What this task involves: When you reach the line containing "of the list" in the entries below, begin reproducing lines exactly, and stop once the line containing "pub fn tags_with_counts(&self)" is done.
START Supplied data
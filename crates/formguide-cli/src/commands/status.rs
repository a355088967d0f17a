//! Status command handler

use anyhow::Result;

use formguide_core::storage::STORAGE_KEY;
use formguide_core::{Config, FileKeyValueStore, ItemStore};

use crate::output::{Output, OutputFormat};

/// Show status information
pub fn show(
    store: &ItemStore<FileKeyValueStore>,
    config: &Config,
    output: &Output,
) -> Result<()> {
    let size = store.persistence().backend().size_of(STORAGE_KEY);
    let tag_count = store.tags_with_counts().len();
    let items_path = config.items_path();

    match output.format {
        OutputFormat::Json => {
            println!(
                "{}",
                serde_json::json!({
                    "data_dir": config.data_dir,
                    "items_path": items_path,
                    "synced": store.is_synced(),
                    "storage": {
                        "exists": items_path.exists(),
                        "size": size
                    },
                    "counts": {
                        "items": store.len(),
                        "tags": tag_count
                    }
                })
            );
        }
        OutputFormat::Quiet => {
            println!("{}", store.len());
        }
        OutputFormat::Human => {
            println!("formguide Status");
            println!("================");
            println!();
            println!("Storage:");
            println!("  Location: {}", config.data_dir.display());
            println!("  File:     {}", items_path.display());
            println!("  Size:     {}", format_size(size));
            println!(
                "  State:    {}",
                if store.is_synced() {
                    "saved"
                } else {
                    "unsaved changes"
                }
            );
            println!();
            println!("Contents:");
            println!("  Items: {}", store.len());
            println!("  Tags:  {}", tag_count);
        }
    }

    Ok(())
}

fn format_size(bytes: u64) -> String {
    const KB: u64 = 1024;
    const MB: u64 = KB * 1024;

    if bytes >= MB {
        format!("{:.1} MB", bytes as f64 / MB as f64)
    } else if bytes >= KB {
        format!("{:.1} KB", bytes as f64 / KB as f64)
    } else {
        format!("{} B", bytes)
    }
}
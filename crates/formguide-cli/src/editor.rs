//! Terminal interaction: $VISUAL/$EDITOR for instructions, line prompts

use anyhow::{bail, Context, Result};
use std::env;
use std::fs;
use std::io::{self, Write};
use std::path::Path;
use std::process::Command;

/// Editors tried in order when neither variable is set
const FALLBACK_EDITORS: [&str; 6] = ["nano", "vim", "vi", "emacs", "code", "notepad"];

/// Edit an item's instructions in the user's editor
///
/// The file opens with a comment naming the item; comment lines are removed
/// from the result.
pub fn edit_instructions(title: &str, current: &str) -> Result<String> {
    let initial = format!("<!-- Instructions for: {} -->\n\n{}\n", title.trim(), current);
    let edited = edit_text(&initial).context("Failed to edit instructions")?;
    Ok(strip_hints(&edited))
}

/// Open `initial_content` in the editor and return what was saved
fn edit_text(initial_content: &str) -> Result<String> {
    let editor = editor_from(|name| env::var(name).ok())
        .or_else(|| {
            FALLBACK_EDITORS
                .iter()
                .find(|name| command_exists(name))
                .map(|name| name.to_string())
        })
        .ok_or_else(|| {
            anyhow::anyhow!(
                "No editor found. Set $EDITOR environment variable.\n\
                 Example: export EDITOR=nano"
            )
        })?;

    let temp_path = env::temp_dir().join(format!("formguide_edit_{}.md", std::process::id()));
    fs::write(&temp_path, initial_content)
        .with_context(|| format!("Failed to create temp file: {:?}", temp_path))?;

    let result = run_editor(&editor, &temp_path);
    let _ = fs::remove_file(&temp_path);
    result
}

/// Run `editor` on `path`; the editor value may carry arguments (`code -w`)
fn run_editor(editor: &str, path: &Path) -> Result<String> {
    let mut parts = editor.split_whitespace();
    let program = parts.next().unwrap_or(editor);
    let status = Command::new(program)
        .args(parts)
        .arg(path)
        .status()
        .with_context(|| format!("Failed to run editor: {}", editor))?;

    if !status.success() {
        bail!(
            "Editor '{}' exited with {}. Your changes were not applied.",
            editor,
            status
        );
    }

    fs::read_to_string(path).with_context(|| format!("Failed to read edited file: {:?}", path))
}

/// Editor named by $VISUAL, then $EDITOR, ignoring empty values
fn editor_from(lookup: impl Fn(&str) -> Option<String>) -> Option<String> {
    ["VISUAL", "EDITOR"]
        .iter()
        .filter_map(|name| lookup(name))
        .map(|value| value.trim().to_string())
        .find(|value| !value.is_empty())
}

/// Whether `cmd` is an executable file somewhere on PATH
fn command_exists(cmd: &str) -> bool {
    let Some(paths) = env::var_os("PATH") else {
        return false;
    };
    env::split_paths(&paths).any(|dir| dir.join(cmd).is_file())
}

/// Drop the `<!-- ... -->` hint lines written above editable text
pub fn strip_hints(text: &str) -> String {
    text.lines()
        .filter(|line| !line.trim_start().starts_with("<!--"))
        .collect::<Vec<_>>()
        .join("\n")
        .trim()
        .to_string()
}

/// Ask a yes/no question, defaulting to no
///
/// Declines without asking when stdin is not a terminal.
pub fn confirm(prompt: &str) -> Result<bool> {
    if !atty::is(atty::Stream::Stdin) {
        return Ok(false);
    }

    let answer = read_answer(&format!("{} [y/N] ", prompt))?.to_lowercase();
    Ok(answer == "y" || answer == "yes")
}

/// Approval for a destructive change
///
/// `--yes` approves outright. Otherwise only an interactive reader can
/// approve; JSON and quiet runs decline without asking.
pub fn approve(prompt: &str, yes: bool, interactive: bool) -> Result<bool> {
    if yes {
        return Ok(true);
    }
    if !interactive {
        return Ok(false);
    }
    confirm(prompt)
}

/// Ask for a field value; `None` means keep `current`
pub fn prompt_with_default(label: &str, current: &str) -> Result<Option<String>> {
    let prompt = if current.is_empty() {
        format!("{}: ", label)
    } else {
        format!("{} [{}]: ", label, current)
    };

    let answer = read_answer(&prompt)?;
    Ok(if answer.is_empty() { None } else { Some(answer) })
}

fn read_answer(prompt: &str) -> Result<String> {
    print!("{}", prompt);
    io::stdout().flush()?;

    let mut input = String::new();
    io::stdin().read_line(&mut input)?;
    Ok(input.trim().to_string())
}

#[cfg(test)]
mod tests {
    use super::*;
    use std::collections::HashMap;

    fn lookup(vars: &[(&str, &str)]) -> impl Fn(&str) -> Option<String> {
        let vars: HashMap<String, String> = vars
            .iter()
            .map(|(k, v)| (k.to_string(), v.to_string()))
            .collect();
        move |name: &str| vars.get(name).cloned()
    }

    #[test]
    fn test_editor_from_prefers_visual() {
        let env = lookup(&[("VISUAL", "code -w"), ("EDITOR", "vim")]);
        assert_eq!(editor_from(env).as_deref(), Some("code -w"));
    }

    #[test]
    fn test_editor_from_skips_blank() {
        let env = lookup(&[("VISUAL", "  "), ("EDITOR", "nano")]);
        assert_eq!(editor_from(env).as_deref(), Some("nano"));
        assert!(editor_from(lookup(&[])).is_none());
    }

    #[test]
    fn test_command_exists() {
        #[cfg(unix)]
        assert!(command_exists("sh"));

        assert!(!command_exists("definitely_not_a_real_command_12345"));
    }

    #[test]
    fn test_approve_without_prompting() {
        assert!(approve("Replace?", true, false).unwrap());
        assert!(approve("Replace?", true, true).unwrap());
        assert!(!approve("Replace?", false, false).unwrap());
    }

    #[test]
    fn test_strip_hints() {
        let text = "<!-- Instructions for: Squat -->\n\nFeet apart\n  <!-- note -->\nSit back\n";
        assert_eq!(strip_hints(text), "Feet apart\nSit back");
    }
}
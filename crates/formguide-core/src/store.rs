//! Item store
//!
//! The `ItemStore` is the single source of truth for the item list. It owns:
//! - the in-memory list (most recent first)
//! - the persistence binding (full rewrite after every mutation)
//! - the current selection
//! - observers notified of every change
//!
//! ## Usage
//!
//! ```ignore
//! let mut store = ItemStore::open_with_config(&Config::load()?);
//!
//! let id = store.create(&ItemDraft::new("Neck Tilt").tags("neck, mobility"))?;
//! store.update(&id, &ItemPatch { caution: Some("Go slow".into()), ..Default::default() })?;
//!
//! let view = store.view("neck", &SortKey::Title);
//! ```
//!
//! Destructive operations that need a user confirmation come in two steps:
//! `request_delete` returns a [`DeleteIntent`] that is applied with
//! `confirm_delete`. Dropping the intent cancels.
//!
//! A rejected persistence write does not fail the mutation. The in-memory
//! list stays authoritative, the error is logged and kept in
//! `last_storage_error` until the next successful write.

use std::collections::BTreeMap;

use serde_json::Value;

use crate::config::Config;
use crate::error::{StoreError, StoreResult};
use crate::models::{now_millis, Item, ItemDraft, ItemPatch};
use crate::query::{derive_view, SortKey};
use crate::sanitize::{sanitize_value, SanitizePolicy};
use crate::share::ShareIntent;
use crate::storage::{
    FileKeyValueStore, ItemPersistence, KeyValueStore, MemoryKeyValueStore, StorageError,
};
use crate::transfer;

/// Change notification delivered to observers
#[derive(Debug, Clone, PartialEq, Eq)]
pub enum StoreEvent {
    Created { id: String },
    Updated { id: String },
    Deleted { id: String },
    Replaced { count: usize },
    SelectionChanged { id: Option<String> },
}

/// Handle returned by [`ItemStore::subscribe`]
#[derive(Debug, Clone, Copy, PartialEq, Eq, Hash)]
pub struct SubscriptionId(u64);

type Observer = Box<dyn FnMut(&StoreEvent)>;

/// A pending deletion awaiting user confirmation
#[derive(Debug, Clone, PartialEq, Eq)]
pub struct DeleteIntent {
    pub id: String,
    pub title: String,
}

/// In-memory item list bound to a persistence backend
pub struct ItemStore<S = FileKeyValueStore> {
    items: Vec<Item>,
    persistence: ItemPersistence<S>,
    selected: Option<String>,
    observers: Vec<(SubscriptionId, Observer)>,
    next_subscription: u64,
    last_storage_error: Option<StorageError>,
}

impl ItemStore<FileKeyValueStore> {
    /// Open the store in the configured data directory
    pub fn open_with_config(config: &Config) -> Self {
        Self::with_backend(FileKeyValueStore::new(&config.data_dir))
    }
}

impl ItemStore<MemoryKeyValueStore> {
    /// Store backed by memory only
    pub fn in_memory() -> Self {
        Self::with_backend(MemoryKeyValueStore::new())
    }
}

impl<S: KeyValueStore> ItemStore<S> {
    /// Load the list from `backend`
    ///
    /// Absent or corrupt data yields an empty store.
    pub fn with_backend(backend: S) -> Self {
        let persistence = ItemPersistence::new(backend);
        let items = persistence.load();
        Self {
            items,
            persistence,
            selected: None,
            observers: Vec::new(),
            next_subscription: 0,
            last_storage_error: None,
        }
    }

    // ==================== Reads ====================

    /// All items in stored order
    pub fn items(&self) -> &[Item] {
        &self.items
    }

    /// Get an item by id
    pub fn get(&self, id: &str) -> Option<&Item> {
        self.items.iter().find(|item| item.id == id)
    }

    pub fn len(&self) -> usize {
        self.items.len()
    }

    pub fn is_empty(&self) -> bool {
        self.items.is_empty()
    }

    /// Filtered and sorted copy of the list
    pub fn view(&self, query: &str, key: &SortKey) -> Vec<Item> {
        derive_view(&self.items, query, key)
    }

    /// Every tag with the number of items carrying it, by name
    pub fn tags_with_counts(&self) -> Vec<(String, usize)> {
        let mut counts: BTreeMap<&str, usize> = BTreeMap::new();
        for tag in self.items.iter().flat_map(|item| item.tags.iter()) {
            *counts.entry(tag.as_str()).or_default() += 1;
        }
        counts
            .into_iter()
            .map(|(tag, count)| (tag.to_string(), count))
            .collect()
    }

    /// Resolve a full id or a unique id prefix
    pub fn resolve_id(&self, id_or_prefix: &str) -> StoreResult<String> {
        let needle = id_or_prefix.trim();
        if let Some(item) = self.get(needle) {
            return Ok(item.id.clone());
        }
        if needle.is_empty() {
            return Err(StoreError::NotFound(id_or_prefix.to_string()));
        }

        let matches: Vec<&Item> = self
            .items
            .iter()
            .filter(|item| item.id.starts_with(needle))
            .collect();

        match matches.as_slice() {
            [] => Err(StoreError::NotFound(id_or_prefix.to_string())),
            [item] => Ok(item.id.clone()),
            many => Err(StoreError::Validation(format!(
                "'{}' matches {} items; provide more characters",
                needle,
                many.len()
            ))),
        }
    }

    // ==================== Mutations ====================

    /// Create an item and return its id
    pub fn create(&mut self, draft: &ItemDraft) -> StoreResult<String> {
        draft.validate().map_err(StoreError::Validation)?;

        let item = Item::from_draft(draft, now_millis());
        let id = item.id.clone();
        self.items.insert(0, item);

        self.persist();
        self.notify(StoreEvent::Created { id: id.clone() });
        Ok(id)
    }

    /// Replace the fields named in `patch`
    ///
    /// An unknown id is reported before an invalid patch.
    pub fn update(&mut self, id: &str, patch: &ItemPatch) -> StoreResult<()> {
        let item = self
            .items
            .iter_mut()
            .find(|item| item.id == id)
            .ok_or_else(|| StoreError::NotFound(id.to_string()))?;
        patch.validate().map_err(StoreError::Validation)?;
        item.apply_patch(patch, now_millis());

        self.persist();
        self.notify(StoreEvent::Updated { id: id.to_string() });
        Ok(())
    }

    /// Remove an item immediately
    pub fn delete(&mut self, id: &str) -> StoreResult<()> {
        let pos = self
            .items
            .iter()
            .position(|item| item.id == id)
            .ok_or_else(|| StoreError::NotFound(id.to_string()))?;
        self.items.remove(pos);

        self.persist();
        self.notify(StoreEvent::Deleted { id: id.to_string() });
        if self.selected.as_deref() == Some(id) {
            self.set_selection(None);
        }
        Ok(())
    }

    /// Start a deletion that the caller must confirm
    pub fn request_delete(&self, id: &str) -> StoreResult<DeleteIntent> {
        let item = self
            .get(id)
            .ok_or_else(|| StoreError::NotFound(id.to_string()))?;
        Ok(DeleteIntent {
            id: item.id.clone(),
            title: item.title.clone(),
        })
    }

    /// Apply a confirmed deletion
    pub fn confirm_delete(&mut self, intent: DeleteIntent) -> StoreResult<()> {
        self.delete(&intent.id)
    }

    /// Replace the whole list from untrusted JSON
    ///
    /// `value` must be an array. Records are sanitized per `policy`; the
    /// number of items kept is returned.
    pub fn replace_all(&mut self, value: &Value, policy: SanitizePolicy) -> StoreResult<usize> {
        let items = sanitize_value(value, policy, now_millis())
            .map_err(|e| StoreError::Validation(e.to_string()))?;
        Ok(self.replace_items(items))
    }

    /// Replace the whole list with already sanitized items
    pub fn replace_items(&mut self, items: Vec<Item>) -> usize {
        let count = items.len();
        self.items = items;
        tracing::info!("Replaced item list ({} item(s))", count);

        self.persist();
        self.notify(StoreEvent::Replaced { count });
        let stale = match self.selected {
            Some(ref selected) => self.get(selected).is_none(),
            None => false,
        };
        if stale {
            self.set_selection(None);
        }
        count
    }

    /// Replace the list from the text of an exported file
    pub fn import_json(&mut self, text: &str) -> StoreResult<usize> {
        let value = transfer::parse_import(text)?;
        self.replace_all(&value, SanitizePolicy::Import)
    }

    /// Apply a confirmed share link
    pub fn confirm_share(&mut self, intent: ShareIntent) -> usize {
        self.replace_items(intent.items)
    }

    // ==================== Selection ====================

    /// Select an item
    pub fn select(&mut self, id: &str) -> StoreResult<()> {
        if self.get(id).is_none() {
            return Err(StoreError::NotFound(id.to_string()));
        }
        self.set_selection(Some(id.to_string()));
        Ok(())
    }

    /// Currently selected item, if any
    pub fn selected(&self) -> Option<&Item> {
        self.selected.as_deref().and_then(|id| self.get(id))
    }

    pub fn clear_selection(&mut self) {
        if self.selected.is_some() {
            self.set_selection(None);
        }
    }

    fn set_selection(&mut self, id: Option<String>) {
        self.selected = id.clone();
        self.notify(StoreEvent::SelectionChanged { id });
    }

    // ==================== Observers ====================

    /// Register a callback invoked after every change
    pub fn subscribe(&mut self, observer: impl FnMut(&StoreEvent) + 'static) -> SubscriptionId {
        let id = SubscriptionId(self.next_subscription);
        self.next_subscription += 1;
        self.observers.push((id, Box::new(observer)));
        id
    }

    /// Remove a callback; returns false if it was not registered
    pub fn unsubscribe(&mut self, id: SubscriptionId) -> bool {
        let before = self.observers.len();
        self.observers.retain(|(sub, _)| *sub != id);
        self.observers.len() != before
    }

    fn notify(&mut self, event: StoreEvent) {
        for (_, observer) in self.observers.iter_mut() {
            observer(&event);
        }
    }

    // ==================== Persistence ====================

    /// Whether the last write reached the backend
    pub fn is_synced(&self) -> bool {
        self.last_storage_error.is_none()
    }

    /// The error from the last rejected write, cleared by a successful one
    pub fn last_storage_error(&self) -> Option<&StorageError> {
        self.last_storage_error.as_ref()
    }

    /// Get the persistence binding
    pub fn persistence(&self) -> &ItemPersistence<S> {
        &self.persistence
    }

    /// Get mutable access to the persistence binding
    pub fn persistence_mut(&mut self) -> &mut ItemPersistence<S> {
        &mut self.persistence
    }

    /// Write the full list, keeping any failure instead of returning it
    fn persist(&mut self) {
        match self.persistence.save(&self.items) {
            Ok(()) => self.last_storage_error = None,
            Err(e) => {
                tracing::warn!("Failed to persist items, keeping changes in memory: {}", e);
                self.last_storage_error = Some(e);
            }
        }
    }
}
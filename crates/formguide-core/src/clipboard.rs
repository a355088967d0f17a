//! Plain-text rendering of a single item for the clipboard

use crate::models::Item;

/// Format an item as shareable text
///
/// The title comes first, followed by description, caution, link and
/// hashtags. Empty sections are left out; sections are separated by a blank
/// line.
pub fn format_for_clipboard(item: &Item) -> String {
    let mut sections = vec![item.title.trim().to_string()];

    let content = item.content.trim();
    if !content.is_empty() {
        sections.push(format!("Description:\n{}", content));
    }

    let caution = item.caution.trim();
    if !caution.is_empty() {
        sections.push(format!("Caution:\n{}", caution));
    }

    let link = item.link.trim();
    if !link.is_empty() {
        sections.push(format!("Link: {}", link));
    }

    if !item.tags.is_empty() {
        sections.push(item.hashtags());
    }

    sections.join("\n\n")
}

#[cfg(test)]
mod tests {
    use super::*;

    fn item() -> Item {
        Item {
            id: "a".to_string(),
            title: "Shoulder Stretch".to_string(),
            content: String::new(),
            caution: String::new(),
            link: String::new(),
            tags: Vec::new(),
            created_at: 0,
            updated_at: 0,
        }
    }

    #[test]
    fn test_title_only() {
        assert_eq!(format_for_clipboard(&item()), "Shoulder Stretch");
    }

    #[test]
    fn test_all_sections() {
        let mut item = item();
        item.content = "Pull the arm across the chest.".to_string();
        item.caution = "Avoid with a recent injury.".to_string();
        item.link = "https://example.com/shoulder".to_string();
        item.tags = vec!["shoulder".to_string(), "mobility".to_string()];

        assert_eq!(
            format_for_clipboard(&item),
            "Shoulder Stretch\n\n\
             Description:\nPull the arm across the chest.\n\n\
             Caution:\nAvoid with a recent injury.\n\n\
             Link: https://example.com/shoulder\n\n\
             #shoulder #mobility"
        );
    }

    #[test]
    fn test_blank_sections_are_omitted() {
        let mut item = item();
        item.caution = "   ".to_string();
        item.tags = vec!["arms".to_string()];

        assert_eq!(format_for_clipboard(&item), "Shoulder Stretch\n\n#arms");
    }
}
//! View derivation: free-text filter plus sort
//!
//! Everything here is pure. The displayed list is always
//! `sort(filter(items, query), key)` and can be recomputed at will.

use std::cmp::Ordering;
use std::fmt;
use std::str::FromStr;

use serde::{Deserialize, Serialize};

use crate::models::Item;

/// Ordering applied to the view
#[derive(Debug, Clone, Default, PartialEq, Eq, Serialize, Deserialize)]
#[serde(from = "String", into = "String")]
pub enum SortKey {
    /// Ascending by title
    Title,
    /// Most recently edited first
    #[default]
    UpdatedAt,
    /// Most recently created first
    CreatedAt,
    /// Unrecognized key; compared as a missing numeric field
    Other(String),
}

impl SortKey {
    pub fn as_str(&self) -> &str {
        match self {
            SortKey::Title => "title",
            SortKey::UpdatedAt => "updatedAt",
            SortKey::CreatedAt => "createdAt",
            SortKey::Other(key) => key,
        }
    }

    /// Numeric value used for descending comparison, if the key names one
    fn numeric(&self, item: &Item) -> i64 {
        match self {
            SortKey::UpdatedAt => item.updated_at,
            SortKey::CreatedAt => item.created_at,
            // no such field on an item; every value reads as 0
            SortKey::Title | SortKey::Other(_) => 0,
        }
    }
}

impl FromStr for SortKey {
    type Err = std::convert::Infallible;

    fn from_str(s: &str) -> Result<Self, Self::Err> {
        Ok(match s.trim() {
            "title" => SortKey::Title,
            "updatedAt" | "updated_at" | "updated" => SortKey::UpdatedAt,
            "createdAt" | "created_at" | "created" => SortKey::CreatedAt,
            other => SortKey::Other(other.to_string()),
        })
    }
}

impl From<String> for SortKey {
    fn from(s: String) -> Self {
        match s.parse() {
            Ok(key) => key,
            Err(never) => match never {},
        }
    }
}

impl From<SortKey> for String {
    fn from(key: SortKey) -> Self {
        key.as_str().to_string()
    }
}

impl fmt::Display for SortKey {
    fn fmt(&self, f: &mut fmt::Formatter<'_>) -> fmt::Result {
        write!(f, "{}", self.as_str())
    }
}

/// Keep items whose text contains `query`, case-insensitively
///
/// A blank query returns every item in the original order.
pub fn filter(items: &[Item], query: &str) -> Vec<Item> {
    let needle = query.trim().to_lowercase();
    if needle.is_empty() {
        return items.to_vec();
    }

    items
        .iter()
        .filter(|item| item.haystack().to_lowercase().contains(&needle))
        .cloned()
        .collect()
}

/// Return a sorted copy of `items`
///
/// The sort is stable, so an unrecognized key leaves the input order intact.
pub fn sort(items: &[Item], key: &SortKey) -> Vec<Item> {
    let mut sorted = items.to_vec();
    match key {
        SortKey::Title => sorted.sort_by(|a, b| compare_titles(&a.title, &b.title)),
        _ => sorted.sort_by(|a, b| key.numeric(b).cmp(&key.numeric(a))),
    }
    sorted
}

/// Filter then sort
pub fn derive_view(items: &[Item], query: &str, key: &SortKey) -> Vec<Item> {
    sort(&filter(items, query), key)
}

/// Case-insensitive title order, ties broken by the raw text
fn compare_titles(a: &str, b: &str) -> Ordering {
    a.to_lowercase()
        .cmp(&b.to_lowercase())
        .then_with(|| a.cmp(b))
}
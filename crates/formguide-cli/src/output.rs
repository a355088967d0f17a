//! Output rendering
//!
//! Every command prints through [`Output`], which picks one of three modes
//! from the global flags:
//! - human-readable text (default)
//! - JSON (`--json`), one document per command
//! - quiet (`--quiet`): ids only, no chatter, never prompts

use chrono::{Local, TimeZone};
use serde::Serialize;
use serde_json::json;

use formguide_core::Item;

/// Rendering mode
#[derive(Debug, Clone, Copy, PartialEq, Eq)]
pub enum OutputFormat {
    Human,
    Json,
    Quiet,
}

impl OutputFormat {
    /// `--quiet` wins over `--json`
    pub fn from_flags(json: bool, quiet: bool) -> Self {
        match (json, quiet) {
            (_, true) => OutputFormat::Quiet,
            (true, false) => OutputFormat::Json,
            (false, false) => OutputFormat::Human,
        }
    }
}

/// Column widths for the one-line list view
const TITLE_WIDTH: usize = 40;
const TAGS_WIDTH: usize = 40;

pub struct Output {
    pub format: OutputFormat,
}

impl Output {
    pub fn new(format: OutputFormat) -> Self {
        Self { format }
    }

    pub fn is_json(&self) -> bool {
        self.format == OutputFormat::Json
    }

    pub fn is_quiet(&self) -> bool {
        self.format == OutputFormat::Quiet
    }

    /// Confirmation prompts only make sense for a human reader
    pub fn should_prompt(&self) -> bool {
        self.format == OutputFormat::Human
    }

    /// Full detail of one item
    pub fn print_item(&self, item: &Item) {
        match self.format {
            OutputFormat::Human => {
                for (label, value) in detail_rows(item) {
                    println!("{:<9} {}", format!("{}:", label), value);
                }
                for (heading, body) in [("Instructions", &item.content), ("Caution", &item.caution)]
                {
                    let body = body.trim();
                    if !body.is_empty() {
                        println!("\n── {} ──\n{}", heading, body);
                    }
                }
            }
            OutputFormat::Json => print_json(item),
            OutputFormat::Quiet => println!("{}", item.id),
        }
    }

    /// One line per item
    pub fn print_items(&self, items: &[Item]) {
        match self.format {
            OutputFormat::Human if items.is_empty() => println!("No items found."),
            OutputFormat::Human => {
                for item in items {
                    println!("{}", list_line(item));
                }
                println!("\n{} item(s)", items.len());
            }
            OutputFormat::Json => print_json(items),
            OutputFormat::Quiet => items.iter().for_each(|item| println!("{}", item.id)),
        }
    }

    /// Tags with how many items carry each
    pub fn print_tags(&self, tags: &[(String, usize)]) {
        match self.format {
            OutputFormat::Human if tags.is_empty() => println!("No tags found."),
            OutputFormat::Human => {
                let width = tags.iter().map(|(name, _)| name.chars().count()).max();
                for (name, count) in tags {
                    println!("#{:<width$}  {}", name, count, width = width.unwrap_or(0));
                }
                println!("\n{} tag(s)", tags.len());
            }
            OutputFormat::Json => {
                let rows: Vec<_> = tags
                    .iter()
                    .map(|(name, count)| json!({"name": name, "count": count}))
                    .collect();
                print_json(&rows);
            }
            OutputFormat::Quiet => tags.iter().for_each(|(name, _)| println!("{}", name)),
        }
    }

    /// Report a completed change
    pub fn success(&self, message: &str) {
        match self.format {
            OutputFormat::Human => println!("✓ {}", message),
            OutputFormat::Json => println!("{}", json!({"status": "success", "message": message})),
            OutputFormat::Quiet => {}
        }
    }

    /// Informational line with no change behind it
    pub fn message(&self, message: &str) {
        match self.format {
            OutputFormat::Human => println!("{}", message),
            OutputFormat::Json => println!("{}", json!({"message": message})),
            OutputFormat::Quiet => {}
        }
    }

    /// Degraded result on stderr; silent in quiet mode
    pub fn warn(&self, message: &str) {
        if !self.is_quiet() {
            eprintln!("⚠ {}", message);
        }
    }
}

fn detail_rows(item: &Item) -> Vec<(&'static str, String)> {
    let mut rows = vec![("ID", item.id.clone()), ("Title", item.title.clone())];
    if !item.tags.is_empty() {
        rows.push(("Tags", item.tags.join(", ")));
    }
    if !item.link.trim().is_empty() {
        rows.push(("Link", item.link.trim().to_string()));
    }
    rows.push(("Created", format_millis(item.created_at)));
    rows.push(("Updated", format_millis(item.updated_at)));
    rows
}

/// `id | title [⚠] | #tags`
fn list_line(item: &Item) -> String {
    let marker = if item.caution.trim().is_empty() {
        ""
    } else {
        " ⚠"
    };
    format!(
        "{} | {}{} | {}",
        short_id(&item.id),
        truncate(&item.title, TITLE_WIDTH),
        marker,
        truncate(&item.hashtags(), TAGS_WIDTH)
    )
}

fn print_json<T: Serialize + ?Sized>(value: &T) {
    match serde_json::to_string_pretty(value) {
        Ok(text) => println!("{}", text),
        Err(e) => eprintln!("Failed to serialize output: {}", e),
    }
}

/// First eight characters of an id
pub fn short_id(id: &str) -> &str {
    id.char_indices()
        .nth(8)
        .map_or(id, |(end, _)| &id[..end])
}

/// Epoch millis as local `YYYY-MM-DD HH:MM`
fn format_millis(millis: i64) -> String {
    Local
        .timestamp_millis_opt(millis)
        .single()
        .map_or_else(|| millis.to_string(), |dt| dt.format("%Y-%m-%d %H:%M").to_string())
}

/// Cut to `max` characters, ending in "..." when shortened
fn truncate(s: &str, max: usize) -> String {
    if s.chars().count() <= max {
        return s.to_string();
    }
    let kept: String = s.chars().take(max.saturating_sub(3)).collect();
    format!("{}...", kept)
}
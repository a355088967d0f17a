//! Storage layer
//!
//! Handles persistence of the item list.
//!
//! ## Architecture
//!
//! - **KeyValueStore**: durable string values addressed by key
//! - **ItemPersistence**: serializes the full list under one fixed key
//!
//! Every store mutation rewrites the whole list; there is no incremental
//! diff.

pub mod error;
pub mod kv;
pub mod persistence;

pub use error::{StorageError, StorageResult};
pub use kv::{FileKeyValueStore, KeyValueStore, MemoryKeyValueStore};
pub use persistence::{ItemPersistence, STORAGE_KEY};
END Supplied data
Reply to the task:
    /// Filtered and sorted copy of the list
    pub fn view(&self, query: &str, key: &SortKey) -> Vec<Item> {
        derive_view(&self.items, query, key)
    }

    /// Every tag with the number of items carrying it, by name
    pub fn tags_with_counts(&self) -> Vec<(String, usize)> {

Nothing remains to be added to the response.